» What is needed:
The lines to repeat are those below from the one containing "Shared code for" down to the one containing "use http_body_util::BodyExt;", both included; reproduce them exactly and nothing else.

(Stored records)
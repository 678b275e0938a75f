//! # ytm4a Common Library
//!
//! Shared code for the ytm4a crates including:
//! - Event types (`PipelineEvent`) and the `EventBus`
//! - Configuration loading and output folder resolution
//! - Server-Sent Events helpers
//! - Common error type

pub mod config;
pub mod error;
pub mod events;
pub mod sse;

pub use error::{Error, Result};
//! HTTP Server & Routing Integration Tests
//! Test File: http_server_tests.rs

mod helpers;

use axum::body::Body;
use axum::http::{Request, StatusCode};
use helpers::*;
use http_body_util::BodyExt;
use serde_json::{json, Value};
use std::sync::Arc;
use tower::ServiceExt;
use ytm4a_common::events::EventBus;
use ytm4a_dl::{build_router, AppState};

/// App state over mocks; files land in `output`
fn test_app_state(
    remote: Option<Arc<MockRemote>>,
    routes: Arc<MockRoutes>,
    output: &std::path::Path,
) -> AppState {
    let event_bus = Arc::new(EventBus::new(100));
    let orchestrator = orchestrator(remote, MockEmbed::blocked(), routes, event_bus.clone(), output);
    AppState::new(Arc::new(orchestrator), event_bus)
}

fn post_json(uri: &str, body: Value) -> Request<Body> {
    Request::builder()
        .method("POST")
        .uri(uri)
        .header("content-type", "application/json")
        .body(Body::from(body.to_string()))
        .unwrap()
}

async fn body_json(response: axum::response::Response) -> Value {
    let bytes = response.into_body().collect().await.unwrap().to_bytes();
    serde_json::from_slice(&bytes).unwrap()
}

/// TC-HTTP-001: Health endpoint reports module identity
#[tokio::test]
async fn tc_http_001_health_check() {
    // Given: service without a backend
    let dir = tempfile::tempdir().unwrap();
    let app = build_router(test_app_state(None, MockRoutes::all_failing(), dir.path()));

    // When: GET /health
    let response = app
        .oneshot(Request::builder().uri("/health").body(Body::empty()).unwrap())
        .await
        .unwrap();

    // Then: 200 with identity, degraded status, idle gate
    assert_eq!(response.status(), StatusCode::OK);
    let json = body_json(response).await;
    assert_eq!(json["module"], "ytm4a-dl");
    assert_eq!(json["status"], "degraded");
    assert_eq!(json["run_in_progress"], false);
    assert!(json.get("last_error").is_none());
}

/// TC-HTTP-002: Invalid URL → 400 INVALID_SOURCE
#[tokio::test]
async fn tc_http_002_preview_invalid_source() {
    let dir = tempfile::tempdir().unwrap();
    let app = build_router(test_app_state(None, MockRoutes::all_failing(), dir.path()));

    let response = app
        .oneshot(post_json("/preview", json!({"url": "https://vimeo.com/123"})))
        .await
        .unwrap();

    assert_eq!(response.status(), StatusCode::BAD_REQUEST);
    let json = body_json(response).await;
    assert_eq!(json["error"]["code"], "INVALID_SOURCE");
}

/// TC-HTTP-003: Playlist URL → 400 UNSUPPORTED_COLLECTION
#[tokio::test]
async fn tc_http_003_preview_playlist_rejected() {
    let dir = tempfile::tempdir().unwrap();
    let app = build_router(test_app_state(None, MockRoutes::all_failing(), dir.path()));

    let response = app
        .oneshot(post_json(
            "/preview",
            json!({"url": "https://www.youtube.com/watch?v=abc123&list=PL1"}),
        ))
        .await
        .unwrap();

    assert_eq!(response.status(), StatusCode::BAD_REQUEST);
    let json = body_json(response).await;
    assert_eq!(json["error"]["code"], "UNSUPPORTED_COLLECTION");
}

/// TC-HTTP-004: Degraded preview returns placeholder metadata
#[tokio::test]
async fn tc_http_004_preview_placeholder() {
    let dir = tempfile::tempdir().unwrap();
    let app = build_router(test_app_state(None, MockRoutes::all_failing(), dir.path()));

    let response = app
        .oneshot(post_json("/preview", json!({"url": "https://youtu.be/abc123"})))
        .await
        .unwrap();

    assert_eq!(response.status(), StatusCode::OK);
    let json = body_json(response).await;
    assert_eq!(json["title"], "YouTube Video abc123");
    assert_eq!(json["author"], "Unknown Artist");
    assert_eq!(json["degraded"], true);
}

/// TC-HTTP-005: Blank title → 400 VALIDATION_ERROR, nothing requested
#[tokio::test]
async fn tc_http_005_download_validation_error() {
    let dir = tempfile::tempdir().unwrap();
    let routes = MockRoutes::succeeding_at("http://relay-one.test/", b"bytes");
    let app = build_router(test_app_state(None, routes.clone(), dir.path()));

    let response = app
        .oneshot(post_json(
            "/download",
            json!({"url": "https://youtu.be/abc123", "title": "  ", "artist": "Band"}),
        ))
        .await
        .unwrap();

    assert_eq!(response.status(), StatusCode::BAD_REQUEST);
    let json = body_json(response).await;
    assert_eq!(json["error"]["code"], "VALIDATION_ERROR");
    assert!(routes.requested().is_empty());
}

/// TC-HTTP-006: Second run while one is in flight → 409
#[tokio::test]
async fn tc_http_006_run_in_progress_conflict() {
    let dir = tempfile::tempdir().unwrap();
    let state = test_app_state(None, MockRoutes::all_failing(), dir.path());
    let app = build_router(state.clone());

    // Given: a run holding the gate
    let _running = state.run_gate.try_begin().unwrap();

    // When: another preview arrives
    let response = app
        .oneshot(post_json("/preview", json!({"url": "https://youtu.be/abc123"})))
        .await
        .unwrap();

    // Then: rejected, not queued
    assert_eq!(response.status(), StatusCode::CONFLICT);
    let json = body_json(response).await;
    assert_eq!(json["error"]["code"], "RUN_IN_PROGRESS");
}

/// TC-HTTP-007: Local download saves the file and releases the gate
#[tokio::test]
async fn tc_http_007_download_saves_file() {
    let dir = tempfile::tempdir().unwrap();
    let routes = MockRoutes::succeeding_at("http://relay-one.test/", b"audio-bytes");
    let state = test_app_state(None, routes, dir.path());
    let app = build_router(state.clone());

    let response = app
        .oneshot(post_json(
            "/download",
            json!({"url": "https://youtu.be/abc123", "title": "Song", "artist": "Band"}),
        ))
        .await
        .unwrap();

    assert_eq!(response.status(), StatusCode::OK);
    let json = body_json(response).await;
    assert_eq!(json["file_name"], "Band - Song.m4a");
    assert_eq!(json["media_type"], "audio/mp4");
    assert_eq!(json["via"], "local");
    assert_eq!(json["bytes"], 11);

    let saved = std::fs::read(dir.path().join("Band - Song.m4a")).unwrap();
    assert_eq!(saved, b"audio-bytes".to_vec());
    assert!(!state.run_gate.is_busy());
}

/// TC-HTTP-008: Exhausted routes → 502 and last_error recorded
#[tokio::test]
async fn tc_http_008_media_unavailable_records_error() {
    let dir = tempfile::tempdir().unwrap();
    let state = test_app_state(None, MockRoutes::all_failing(), dir.path());

    let response = build_router(state.clone())
        .oneshot(post_json(
            "/download",
            json!({"url": "https://youtu.be/abc123", "title": "Song", "artist": "Band"}),
        ))
        .await
        .unwrap();

    assert_eq!(response.status(), StatusCode::BAD_GATEWAY);
    let json = body_json(response).await;
    assert_eq!(json["error"]["code"], "MEDIA_UNAVAILABLE");

    let health = build_router(state.clone())
        .oneshot(Request::builder().uri("/health").body(Body::empty()).unwrap())
        .await
        .unwrap();
    let json = body_json(health).await;
    assert!(json["last_error"]
        .as_str()
        .unwrap()
        .contains("YouTube restrictions"));
    assert!(!state.run_gate.is_busy());
}

/// TC-HTTP-009: Remote download keeps the backend's file name
#[tokio::test]
async fn tc_http_009_remote_download() {
    let dir = tempfile::tempdir().unwrap();
    let remote = MockRemote::new(RemoteBehavior::Ok);
    let app = build_router(test_app_state(
        Some(remote),
        MockRoutes::all_failing(),
        dir.path(),
    ));

    let response = app
        .oneshot(post_json(
            "/download",
            json!({"url": "https://youtu.be/abc123", "title": "Song", "artist": "Band"}),
        ))
        .await
        .unwrap();

    assert_eq!(response.status(), StatusCode::OK);
    let json = body_json(response).await;
    assert_eq!(json["file_name"], "Band-Song.m4a");
    assert_eq!(json["via"], "remote");
    assert!(dir.path().join("Band-Song.m4a").exists());
}

/// TC-HTTP-010: SSE endpoint answers with an event stream
#[tokio::test]
async fn tc_http_010_events_stream() {
    let dir = tempfile::tempdir().unwrap();
    let app = build_router(test_app_state(None, MockRoutes::all_failing(), dir.path()));

    let response = app
        .oneshot(Request::builder().uri("/events").body(Body::empty()).unwrap())
        .await
        .unwrap();

    assert_eq!(response.status(), StatusCode::OK);
    let content_type = response.headers().get("content-type").unwrap();
    assert!(content_type.to_str().unwrap().contains("text/event-stream"));
}

/// TC-HTTP-011: Body missing a field → 400 with the error envelope
#[tokio::test]
async fn tc_http_011_incomplete_body_rejected() {
    let dir = tempfile::tempdir().unwrap();
    let routes = MockRoutes::succeeding_at("http://relay-one.test/", b"bytes");
    let state = test_app_state(None, routes.clone(), dir.path());

    // When: the artist field is missing
    let response = build_router(state.clone())
        .oneshot(post_json(
            "/download",
            json!({"url": "https://youtu.be/abc123", "title": "Song"}),
        ))
        .await
        .unwrap();

    // Then: 400 BAD_REQUEST naming the field, nothing started
    assert_eq!(response.status(), StatusCode::BAD_REQUEST);
    let json = body_json(response).await;
    assert_eq!(json["error"]["code"], "BAD_REQUEST");
    assert!(json["error"]["message"].as_str().unwrap().contains("artist"));
    assert!(routes.requested().is_empty());
    assert!(!state.run_gate.is_busy());
}

/// TC-HTTP-012: Malformed JSON → 400 with the error envelope
#[tokio::test]
async fn tc_http_012_malformed_json_rejected() {
    let dir = tempfile::tempdir().unwrap();
    let app = build_router(test_app_state(None, MockRoutes::all_failing(), dir.path()));

    let request = Request::builder()
        .method("POST")
        .uri("/preview")
        .header("content-type", "application/json")
        .body(Body::from("{\"url\": "))
        .unwrap();
    let response = app.oneshot(request).await.unwrap();

    assert_eq!(response.status(), StatusCode::BAD_REQUEST);
    let json = body_json(response).await;
    assert_eq!(json["error"]["code"], "BAD_REQUEST");
}

/// TC-HTTP-013: Unwritable output folder → 500 STORAGE_ERROR, run ends failed
#[tokio::test]
async fn tc_http_013_save_failure_reported() {
    // Given: the output folder path is a regular file
    let dir = tempfile::tempdir().unwrap();
    let blocked_output = dir.path().join("output");
    std::fs::write(&blocked_output, b"not a folder").unwrap();

    let routes = MockRoutes::succeeding_at("http://relay-one.test/", b"audio-bytes");
    let state = test_app_state(None, routes, &blocked_output);
    let mut rx = state.event_bus.subscribe();

    // When: downloading
    let response = build_router(state.clone())
        .oneshot(post_json(
            "/download",
            json!({"url": "https://youtu.be/abc123", "title": "Song", "artist": "Band"}),
        ))
        .await
        .unwrap();

    // Then: typed error, last progress is Failed at 0, gate released
    assert_eq!(response.status(), StatusCode::INTERNAL_SERVER_ERROR);
    let json = body_json(response).await;
    assert_eq!(json["error"]["code"], "STORAGE_ERROR");

    let progress = progress_of(&drain(&mut rx));
    let last = progress.last().unwrap();
    assert_eq!(last.percentage, 0);
    assert_eq!(last.stage, ytm4a_common::events::Stage::Failed);
    assert!(!state.run_gate.is_busy());
}
//! ytm4a-dl library interface
//!
//! YouTube URL → M4A acquisition pipeline with a remote-first, degraded local
//! fallback. Exposes the pipeline for the binary and for integration tests.

pub mod api;
pub mod config;
pub mod error;
pub mod models;
pub mod services;

pub use crate::error::{ApiError, ApiResult, ErrorKind, PipelineError};

use axum::Router;
use chrono::{DateTime, Utc};
use std::sync::Arc;
use tokio::sync::RwLock;
use ytm4a_common::events::EventBus;

use crate::services::{PipelineOrchestrator, RunGate};

/// Application state shared across handlers
#[derive(Clone)]
pub struct AppState {
    pub orchestrator: Arc<PipelineOrchestrator>,
    /// Event bus for SSE broadcasting
    pub event_bus: Arc<EventBus>,
    /// One run at a time per service instance
    pub run_gate: RunGate,
    /// Service startup timestamp for uptime tracking
    pub startup_time: DateTime<Utc>,
    /// Last run failure for diagnostics
    pub last_error: Arc<RwLock<Option<String>>>,
}

impl AppState {
    /// The orchestrator must publish on `event_bus`
    pub fn new(orchestrator: Arc<PipelineOrchestrator>, event_bus: Arc<EventBus>) -> Self {
        Self {
            orchestrator,
            event_bus,
            run_gate: RunGate::new(),
            startup_time: Utc::now(),
            last_error: Arc::new(RwLock::new(None)),
        }
    }

    pub async fn record_error(&self, message: String) {
        *self.last_error.write().await = Some(message);
    }
}

/// Build application router
pub fn build_router(state: AppState) -> Router {
    use axum::routing::get;

    Router::new()
        .merge(api::pipeline_routes())
        .route("/events", get(api::event_stream))
        .merge(api::health_routes())
        .with_state(state)
}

» Response area:
//! Shared code for the ytm4a crates including:
//! - Event types (`PipelineEvent`) and the `EventBus`
//! - Configuration loading and output folder resolution
//! - Server-Sent Events helpers
//! - Common error type

pub mod config;
pub mod error;
pub mod events;
pub mod sse;

pub use error::{Error, Result};
//! HTTP Server & Routing Integration Tests
//! Test File: http_server_tests.rs

mod helpers;

use axum::body::Body;
use axum::http::{Request, StatusCode};
use helpers::*;
use http_body_util::BodyExt;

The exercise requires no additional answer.